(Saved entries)

__________________________________________________

//! Debate state machine: phases, transitions, and run tracking.
//!
//! ```text
//! Start -> OpenPro -> OpenCon -> RoundPro(2) -> RoundCon(2) -> ... -> RoundCon(N)
//!       -> Evaluating -> Done
//! ```
//!
//! `Failed` is reachable from every non-terminal phase. A one-round debate
//! goes straight from `OpenCon` to `Evaluating`.

use crate::debatejudge::conversation::RunId;
use crate::debatejudge::request::DebaterRole;
use chrono::{DateTime, Utc};
use serde::{Deserialize, Serialize};
use std::fmt;
use thiserror::Error;

/// Phase of a debate run.
#[derive(Debug, Clone, Copy, PartialEq, Eq, Hash, Serialize, Deserialize)]
pub enum DebatePhase {
    /// Validated, no turn taken yet.
    Start,
    /// Pro's opening argument.
    OpenPro,
    /// Con's opening argument, answering pro's.
    OpenCon,
    /// Pro's turn in round `k` (k ≥ 2).
    RoundPro(u32),
    /// Con's turn in round `k` (k ≥ 2).
    RoundCon(u32),
    /// All turns taken; the judge is scoring.
    Evaluating,
    /// Verdict produced.
    Done,
    /// Aborted by an agent or judging failure.
    Failed,
}

impl DebatePhase {
    /// Whether this is a terminal phase.
    pub fn is_terminal(self) -> bool {
        matches!(self, Self::Done | Self::Failed)
    }

    /// Debater who speaks in this phase, if any.
    pub fn speaker(self) -> Option<DebaterRole> {
        match self {
            Self::OpenPro | Self::RoundPro(_) => Some(DebaterRole::Pro),
            Self::OpenCon | Self::RoundCon(_) => Some(DebaterRole::Con),
            _ => None,
        }
    }

    /// 1-based round of a speaking phase.
    pub fn round(self) -> Option<u32> {
        match self {
            Self::OpenPro | Self::OpenCon => Some(1),
            Self::RoundPro(k) | Self::RoundCon(k) => Some(k),
            _ => None,
        }
    }

    /// Opening phases start a fresh remote conversation.
    pub fn is_opening(self) -> bool {
        matches!(self, Self::OpenPro | Self::OpenCon)
    }

    /// The phase that follows this one in a debate of `num_rounds` rounds.
    pub fn successor(self, num_rounds: u32) -> Option<DebatePhase> {
        match self {
            Self::Start => Some(Self::OpenPro),
            Self::OpenPro => Some(Self::OpenCon),
            Self::OpenCon if num_rounds >= 2 => Some(Self::RoundPro(2)),
            Self::OpenCon => Some(Self::Evaluating),
            Self::RoundPro(k) => Some(Self::RoundCon(k)),
            Self::RoundCon(k) if k < num_rounds => Some(Self::RoundPro(k + 1)),
            Self::RoundCon(_) => Some(Self::Evaluating),
            Self::Evaluating => Some(Self::Done),
            Self::Done | Self::Failed => None,
        }
    }

    /// Whether `to` may follow this phase in a debate of `num_rounds` rounds.
    pub fn can_transition_to(self, to: DebatePhase, num_rounds: u32) -> bool {
        if self.is_terminal() {
            return false;
        }
        to == Self::Failed || self.successor(num_rounds) == Some(to)
    }
}

impl fmt::Display for DebatePhase {
    fn fmt(&self, f: &mut fmt::Formatter<'_>) -> fmt::Result {
        match self {
            Self::Start => write!(f, "start"),
            Self::OpenPro => write!(f, "open_pro"),
            Self::OpenCon => write!(f, "open_con"),
            Self::RoundPro(k) => write!(f, "round_pro({})", k),
            Self::RoundCon(k) => write!(f, "round_con({})", k),
            Self::Evaluating => write!(f, "evaluating"),
            Self::Done => write!(f, "done"),
            Self::Failed => write!(f, "failed"),
        }
    }
}

/// A phase transition record.
#[derive(Debug, Clone, PartialEq, Serialize, Deserialize)]
pub struct PhaseTransition {
    pub from: DebatePhase,
    pub to: DebatePhase,
    pub timestamp: DateTime<Utc>,
    pub reason: String,
}

/// Error for invalid state transitions.
#[derive(Debug, Clone, PartialEq, Eq, Error)]
#[error("invalid transition {from} -> {to}: {reason}")]
pub struct TransitionError {
    pub from: DebatePhase,
    pub to: DebatePhase,
    pub reason: String,
}

/// Phase tracking for one run.
#[derive(Debug, Clone, Serialize, Deserialize)]
pub struct DebateRun {
    pub run_id: RunId,
    pub phase: DebatePhase,
    /// Always at least 1.
    pub num_rounds: u32,
    pub transitions: Vec<PhaseTransition>,
    pub started_at: DateTime<Utc>,
}

impl DebateRun {
    pub fn new(run_id: RunId, num_rounds: u32) -> Self {
        Self {
            run_id,
            phase: DebatePhase::Start,
            num_rounds: num_rounds.max(1),
            transitions: Vec::new(),
            started_at: Utc::now(),
        }
    }

    pub fn next_phase(&self) -> Option<DebatePhase> {
        self.phase.successor(self.num_rounds)
    }

    /// Transition to a new phase with a reason.
    pub fn transition(&mut self, to: DebatePhase, reason: &str) -> Result<(), TransitionError> {
        if !self.phase.can_transition_to(to, self.num_rounds) {
            return Err(TransitionError {
                from: self.phase,
                to,
                reason: match self.next_phase() {
                    Some(next) => format!("expected {} or failed", next),
                    None => "run already finished".to_string(),
                },
            });
        }

        self.transitions.push(PhaseTransition {
            from: self.phase,
            to,
            timestamp: Utc::now(),
            reason: reason.to_string(),
        });
        self.phase = to;
        Ok(())
    }

    /// Move to the next phase in sequence.
    pub fn advance(&mut self, reason: &str) -> Result<DebatePhase, TransitionError> {
        let next = self.next_phase().ok_or_else(|| TransitionError {
            from: self.phase,
            to: self.phase,
            reason: "run already finished".to_string(),
        })?;
        self.transition(next, reason)?;
        Ok(next)
    }

    /// Enter the next speaking phase, returning it with its speaker and round.
    /// `None` once every turn has been taken.
    pub fn begin_next_turn(&mut self) -> Option<(DebatePhase, DebaterRole, u32)> {
        let next = self.next_phase()?;
        let (role, round) = next.speaker().zip(next.round())?;
        self.transition(next, &format!("{} speaks in round {}", role, round))
            .ok()?;
        Some((next, role, round))
    }

    /// Mark the run failed. Returns `false` if it had already finished.
    pub fn fail(&mut self, reason: &str) -> bool {
        self.transition(DebatePhase::Failed, reason).is_ok()
    }

    /// Number of debater turns taken so far.
    pub fn turns_taken(&self) -> usize {
        self.transitions
            .iter()
            .filter(|t| t.from.speaker().is_some() && t.to != DebatePhase::Failed)
            .count()
    }

    /// One-line summary, e.g. `"run 1f..: round_con(2) (round 2/3, 3 turn(s) taken)"`.
    pub fn status_line(&self) -> String {
        match self.phase.round() {
            Some(round) => format!(
                "run {}: {} (round {}/{}, {} turn(s) taken)",
                self.run_id,
                self.phase,
                round,
                self.num_rounds,
                self.turns_taken()
            ),
            None => format!(
                "run {}: {} ({} turn(s) taken)",
                self.run_id,
                self.phase,
                self.turns_taken()
            ),
        }
    }
}

#[cfg(test)]
mod tests {
    use super::*;

    fn speaking_phases(num_rounds: u32) -> Vec<DebatePhase> {
        let mut run = DebateRun::new(RunId::new(), num_rounds);
        let mut phases = Vec::new();
        while let Ok(phase) = run.advance("next") {
            if phase.speaker().is_some() {
                phases.push(phase);
            }
        }
        assert_eq!(run.phase, DebatePhase::Done);
        phases
    }

    #[test]
    fn single_round_goes_straight_to_evaluation() {
        assert_eq!(
            speaking_phases(1),
            vec![DebatePhase::OpenPro, DebatePhase::OpenCon]
        );
        assert_eq!(
            DebatePhase::OpenCon.successor(1),
            Some(DebatePhase::Evaluating)
        );
    }

    #[test]
    fn speakers_alternate_starting_with_pro() {
        let phases = speaking_phases(3);
        assert_eq!(phases.len(), 6);
        for (i, phase) in phases.iter().enumerate() {
            let expected = if i % 2 == 0 {
                DebaterRole::Pro
            } else {
                DebaterRole::Con
            };
            assert_eq!(phase.speaker(), Some(expected));
            assert_eq!(phase.round(), Some(i as u32 / 2 + 1));
        }
    }

    #[test]
    fn skipping_a_turn_is_rejected() {
        let mut run = DebateRun::new(RunId::new(), 2);
        run.advance("open").unwrap();
        let err = run.transition(DebatePhase::RoundPro(2), "skip").unwrap_err();
        assert_eq!(err.from, DebatePhase::OpenPro);
        assert_eq!(err.to, DebatePhase::RoundPro(2));
        assert_eq!(run.phase, DebatePhase::OpenPro);
    }

    #[test]
    fn failure_is_terminal_and_recorded() {
        let mut run = DebateRun::new(RunId::new(), 2);
        run.advance("open").unwrap();
        assert!(run.fail("agent down"));
        assert!(!run.fail("again"));
        assert!(run.advance("more").is_err());

        let last = run.transitions.last().unwrap();
        assert_eq!(last.to, DebatePhase::Failed);
        assert_eq!(last.reason, "agent down");
        assert_eq!(run.transitions.len(), 2);
    }

    #[test]
    fn status_line_reports_round_progress() {
        let mut run = DebateRun::new(RunId::new(), 3);
        for _ in 0..3 {
            run.advance("turn").unwrap();
        }
        assert_eq!(run.phase, DebatePhase::RoundPro(2));
        assert!(run
            .status_line()
            .ends_with("round_pro(2) (round 2/3, 2 turn(s) taken)"));
    }
}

__________________________________________________

■ TASK GOAL ■
Go through the entries above and pull out each line with "down" in it.

■ RESULT OF THE EXERCISE ■
        assert!(run.fail("agent down"));
        assert_eq!(last.reason, "agent down");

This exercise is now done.